Requirement. In the records below, begin at the line containing "let response: ListResponse<Category>" and end at the line containing "self.inner.cache.invalidate(&CacheKey::Categories).await;"; quote every line in that span exactly, including both boundary lines, and no others.

Material for the task.
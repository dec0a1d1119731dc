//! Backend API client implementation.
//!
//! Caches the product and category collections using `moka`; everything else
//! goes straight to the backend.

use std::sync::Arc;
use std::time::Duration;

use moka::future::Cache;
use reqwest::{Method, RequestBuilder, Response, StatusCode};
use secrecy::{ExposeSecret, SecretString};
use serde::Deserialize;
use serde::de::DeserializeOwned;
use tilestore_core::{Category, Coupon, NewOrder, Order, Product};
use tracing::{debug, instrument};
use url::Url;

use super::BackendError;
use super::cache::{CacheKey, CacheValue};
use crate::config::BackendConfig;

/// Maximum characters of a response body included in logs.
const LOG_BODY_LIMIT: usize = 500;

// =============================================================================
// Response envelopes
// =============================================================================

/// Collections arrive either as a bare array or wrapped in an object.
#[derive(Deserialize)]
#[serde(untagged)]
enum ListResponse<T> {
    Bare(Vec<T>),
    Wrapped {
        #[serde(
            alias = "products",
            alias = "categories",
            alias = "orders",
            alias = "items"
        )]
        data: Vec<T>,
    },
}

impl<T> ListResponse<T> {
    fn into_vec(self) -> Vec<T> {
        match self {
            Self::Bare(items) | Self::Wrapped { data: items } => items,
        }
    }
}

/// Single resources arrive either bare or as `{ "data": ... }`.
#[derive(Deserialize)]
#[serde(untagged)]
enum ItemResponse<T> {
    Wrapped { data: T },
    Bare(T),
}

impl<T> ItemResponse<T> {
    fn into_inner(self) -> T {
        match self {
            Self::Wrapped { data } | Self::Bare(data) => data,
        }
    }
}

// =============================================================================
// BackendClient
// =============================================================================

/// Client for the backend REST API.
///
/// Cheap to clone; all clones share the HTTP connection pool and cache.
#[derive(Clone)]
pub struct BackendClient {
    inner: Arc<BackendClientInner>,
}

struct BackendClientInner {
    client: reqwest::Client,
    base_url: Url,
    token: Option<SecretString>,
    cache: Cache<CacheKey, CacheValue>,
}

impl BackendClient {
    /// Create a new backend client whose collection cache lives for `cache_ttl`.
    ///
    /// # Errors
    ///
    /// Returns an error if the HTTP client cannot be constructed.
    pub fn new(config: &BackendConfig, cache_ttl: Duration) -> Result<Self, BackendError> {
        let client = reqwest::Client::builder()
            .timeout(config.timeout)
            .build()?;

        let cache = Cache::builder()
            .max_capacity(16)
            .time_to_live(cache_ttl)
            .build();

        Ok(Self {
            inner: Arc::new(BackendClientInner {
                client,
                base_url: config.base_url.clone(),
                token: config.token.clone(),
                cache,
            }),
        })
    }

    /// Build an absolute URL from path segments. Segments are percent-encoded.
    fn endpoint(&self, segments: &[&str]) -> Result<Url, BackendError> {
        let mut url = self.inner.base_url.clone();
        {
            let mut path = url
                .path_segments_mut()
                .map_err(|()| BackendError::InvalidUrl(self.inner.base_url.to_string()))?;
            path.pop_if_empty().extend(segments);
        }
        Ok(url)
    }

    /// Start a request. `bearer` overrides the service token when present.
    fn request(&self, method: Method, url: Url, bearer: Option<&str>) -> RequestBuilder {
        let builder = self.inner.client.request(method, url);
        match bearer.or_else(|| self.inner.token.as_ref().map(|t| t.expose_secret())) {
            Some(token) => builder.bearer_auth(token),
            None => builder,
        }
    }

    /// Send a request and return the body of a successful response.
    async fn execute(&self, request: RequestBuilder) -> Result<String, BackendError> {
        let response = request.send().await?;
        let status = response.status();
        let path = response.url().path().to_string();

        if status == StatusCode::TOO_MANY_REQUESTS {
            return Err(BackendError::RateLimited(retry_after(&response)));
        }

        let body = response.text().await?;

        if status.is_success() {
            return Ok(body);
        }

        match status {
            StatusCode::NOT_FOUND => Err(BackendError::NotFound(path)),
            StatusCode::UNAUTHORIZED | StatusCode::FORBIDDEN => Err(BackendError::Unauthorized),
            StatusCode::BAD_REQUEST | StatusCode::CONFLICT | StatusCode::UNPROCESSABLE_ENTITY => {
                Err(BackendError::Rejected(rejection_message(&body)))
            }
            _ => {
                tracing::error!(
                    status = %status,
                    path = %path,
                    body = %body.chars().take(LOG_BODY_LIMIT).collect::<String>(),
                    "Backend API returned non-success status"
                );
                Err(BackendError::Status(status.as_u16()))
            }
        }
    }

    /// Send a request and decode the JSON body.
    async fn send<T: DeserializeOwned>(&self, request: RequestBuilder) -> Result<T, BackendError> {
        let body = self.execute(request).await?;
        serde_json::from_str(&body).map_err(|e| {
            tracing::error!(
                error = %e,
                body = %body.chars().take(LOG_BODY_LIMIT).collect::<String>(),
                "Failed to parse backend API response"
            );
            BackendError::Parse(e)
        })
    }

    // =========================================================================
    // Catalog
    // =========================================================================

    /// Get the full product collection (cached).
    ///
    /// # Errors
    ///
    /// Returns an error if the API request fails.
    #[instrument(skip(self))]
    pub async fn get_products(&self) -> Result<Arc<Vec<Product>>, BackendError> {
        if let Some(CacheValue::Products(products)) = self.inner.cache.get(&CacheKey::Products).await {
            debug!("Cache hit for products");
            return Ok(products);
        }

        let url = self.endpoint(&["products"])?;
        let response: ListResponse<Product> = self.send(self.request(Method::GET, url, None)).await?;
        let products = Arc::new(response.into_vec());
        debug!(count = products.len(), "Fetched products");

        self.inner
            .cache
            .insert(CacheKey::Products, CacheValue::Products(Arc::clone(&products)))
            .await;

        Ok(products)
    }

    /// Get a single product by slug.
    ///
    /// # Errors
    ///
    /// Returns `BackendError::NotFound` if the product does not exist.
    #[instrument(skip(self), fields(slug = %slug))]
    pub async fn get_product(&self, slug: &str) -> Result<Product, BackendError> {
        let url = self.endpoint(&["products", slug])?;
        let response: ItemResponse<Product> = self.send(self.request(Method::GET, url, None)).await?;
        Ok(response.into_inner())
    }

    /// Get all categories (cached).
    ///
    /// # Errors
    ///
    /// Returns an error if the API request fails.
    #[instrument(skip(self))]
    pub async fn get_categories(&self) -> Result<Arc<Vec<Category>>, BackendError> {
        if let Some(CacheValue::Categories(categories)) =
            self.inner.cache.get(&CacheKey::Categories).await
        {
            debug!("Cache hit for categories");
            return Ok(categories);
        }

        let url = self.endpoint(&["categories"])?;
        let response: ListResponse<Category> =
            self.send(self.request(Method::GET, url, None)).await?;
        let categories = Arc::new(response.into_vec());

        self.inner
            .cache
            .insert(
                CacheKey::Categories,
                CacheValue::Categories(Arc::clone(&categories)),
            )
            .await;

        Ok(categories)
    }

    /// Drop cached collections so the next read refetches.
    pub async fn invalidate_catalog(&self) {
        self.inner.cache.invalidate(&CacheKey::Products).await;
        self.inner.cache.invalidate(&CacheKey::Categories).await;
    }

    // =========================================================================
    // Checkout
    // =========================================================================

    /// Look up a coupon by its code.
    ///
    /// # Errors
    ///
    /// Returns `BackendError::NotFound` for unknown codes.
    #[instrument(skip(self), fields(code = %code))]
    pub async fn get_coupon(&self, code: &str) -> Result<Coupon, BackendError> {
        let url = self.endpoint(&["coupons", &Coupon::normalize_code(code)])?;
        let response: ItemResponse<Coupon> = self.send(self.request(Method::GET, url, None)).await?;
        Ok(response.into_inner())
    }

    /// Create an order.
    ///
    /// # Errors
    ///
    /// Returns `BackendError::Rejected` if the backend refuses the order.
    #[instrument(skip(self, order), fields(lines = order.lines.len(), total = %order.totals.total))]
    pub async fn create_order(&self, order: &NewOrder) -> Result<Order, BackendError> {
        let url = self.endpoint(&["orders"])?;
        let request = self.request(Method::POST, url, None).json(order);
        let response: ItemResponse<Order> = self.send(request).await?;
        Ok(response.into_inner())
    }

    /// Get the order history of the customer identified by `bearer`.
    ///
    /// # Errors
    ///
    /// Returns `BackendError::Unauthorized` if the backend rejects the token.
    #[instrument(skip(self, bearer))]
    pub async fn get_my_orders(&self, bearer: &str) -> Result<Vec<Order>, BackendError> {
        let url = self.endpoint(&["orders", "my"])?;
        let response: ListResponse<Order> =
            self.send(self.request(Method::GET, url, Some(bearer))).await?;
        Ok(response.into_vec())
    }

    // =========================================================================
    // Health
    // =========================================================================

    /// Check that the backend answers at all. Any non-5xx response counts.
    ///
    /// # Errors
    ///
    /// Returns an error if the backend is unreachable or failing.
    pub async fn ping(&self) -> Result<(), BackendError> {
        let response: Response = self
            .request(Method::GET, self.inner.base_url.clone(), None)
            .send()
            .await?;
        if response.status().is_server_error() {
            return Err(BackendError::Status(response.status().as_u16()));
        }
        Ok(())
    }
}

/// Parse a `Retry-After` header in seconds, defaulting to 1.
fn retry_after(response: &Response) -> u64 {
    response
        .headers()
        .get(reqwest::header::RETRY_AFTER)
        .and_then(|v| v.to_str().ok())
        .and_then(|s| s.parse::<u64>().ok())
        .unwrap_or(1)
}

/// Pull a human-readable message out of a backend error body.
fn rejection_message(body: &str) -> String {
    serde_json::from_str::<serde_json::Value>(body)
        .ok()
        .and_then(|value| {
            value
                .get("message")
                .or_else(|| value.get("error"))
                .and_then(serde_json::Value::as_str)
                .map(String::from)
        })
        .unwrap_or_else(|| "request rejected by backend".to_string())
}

* * *

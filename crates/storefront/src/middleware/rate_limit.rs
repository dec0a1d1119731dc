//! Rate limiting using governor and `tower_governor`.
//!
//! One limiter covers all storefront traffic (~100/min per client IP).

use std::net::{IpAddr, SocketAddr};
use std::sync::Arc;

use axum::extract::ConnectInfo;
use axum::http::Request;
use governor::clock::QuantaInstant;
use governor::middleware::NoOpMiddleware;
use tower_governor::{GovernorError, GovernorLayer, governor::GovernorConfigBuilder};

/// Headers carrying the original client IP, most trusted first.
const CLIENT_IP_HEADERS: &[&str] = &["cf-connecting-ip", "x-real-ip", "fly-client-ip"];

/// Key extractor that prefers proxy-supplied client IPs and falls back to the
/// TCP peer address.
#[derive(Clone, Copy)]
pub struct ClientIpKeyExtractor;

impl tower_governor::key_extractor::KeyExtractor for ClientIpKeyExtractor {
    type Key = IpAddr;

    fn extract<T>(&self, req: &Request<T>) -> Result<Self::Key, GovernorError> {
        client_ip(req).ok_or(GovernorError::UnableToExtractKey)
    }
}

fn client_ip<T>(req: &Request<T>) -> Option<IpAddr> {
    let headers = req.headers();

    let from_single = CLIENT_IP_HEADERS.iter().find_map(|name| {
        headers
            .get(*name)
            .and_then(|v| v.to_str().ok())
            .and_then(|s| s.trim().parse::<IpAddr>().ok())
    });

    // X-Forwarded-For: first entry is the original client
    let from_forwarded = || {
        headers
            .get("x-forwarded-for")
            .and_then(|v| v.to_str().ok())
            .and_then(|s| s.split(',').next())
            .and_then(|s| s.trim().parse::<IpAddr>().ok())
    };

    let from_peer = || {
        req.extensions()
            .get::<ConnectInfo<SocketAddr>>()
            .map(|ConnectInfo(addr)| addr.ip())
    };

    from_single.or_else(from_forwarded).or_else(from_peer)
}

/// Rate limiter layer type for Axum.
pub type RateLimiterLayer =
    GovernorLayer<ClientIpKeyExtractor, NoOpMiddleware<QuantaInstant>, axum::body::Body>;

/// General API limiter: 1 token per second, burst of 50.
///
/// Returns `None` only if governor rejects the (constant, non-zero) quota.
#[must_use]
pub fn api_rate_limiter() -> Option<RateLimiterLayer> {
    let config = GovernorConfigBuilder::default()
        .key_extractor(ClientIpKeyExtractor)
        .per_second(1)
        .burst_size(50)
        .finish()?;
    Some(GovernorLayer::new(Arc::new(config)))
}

Final answer.
        let response: ListResponse<Category> =
            self.send(self.request(Method::GET, url, None)).await?;
        let categories = Arc::new(response.into_vec());

        self.inner
            .cache
            .insert(
                CacheKey::Categories,
                CacheValue::Categories(Arc::clone(&categories)),
            )
            .await;

        Ok(categories)
    }

    /// Drop cached collections so the next read refetches.
    pub async fn invalidate_catalog(&self) {
        self.inner.cache.invalidate(&CacheKey::Products).await;
        self.inner.cache.invalidate(&CacheKey::Categories).await;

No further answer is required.